- TO DO -
Write out exactly the lines below that run from the one containing "Level::Warn" through the one containing "(big-endian RIFF, magic", both included, with no other lines.

- PROVIDED DATA -
****************************************

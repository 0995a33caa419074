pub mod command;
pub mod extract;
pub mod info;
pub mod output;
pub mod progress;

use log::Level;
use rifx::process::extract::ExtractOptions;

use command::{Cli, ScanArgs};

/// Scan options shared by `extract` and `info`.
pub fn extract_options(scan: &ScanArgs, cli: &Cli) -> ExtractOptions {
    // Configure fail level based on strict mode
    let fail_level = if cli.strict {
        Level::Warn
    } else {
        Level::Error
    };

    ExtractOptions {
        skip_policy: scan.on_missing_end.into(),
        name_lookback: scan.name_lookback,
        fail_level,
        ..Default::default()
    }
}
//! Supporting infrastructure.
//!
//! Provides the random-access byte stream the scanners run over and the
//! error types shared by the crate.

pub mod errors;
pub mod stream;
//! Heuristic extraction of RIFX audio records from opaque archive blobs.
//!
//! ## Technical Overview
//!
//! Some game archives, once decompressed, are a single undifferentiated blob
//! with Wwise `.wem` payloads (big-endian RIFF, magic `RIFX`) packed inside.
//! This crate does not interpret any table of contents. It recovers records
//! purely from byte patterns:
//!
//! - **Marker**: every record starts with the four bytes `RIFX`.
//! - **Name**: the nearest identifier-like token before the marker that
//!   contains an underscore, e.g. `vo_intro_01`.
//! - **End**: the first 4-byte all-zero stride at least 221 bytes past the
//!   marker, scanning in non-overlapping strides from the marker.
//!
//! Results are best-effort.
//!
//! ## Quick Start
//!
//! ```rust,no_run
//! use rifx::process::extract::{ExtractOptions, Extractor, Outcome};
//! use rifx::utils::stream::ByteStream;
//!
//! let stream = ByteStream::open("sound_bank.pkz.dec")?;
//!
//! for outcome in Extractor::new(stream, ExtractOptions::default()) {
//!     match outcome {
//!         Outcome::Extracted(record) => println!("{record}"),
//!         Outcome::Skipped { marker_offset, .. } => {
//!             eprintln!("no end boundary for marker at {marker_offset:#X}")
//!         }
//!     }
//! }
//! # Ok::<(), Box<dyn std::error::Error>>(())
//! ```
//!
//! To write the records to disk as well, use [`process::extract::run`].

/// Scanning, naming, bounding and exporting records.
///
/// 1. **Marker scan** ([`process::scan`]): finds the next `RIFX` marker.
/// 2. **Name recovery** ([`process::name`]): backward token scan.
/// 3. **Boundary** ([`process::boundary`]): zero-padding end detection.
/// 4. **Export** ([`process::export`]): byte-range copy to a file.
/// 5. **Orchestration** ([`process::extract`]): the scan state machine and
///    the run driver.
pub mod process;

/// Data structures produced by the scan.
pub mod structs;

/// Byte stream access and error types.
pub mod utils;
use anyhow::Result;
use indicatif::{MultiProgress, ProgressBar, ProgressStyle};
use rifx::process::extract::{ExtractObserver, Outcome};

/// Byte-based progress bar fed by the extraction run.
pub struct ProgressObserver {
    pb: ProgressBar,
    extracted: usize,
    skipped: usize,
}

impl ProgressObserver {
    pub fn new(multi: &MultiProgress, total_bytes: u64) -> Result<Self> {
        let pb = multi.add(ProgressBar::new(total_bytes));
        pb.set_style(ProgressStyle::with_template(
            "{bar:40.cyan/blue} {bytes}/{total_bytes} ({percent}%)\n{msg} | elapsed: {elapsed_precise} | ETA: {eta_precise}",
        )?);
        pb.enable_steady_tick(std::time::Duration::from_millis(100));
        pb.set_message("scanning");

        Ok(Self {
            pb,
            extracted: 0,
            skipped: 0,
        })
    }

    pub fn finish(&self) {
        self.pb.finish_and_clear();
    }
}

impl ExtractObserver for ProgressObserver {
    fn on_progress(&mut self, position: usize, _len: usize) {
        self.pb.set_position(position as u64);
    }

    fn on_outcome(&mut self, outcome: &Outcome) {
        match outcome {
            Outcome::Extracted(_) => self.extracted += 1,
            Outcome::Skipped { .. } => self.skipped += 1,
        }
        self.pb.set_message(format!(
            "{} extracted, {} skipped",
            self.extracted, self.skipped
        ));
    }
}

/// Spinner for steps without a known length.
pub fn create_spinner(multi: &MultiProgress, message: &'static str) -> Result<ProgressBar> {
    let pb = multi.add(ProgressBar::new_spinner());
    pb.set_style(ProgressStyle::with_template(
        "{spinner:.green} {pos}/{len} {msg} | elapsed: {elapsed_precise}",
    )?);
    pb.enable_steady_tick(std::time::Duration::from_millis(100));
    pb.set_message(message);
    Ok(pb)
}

****************************************

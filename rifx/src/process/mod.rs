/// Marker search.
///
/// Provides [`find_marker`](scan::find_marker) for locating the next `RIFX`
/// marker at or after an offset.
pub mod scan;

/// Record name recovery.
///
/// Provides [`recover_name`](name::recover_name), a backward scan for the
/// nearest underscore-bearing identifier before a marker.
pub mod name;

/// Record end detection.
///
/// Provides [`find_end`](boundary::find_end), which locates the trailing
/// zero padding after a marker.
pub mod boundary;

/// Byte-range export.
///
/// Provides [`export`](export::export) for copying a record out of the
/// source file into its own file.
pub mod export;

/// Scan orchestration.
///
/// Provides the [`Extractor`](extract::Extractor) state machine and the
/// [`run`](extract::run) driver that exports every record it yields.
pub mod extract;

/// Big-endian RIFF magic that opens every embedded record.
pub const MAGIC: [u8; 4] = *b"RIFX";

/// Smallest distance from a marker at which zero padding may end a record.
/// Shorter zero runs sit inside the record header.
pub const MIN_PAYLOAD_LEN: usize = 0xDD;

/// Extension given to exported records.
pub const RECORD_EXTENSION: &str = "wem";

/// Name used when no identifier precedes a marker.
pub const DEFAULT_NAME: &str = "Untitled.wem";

****************************************

- THE COMPLETED TASK -
        Level::Warn
    } else {
        Level::Error
    };

    ExtractOptions {
        skip_policy: scan.on_missing_end.into(),
        name_lookback: scan.name_lookback,
        fail_level,
        ..Default::default()
    }
}
//! Supporting infrastructure.
//!
//! Provides the random-access byte stream the scanners run over and the
//! error types shared by the crate.

pub mod errors;
pub mod stream;
//! Heuristic extraction of RIFX audio records from opaque archive blobs.
//!
//! ## Technical Overview
//!
//! Some game archives, once decompressed, are a single undifferentiated blob
//! with Wwise `.wem` payloads (big-endian RIFF, magic `RIFX`) packed inside.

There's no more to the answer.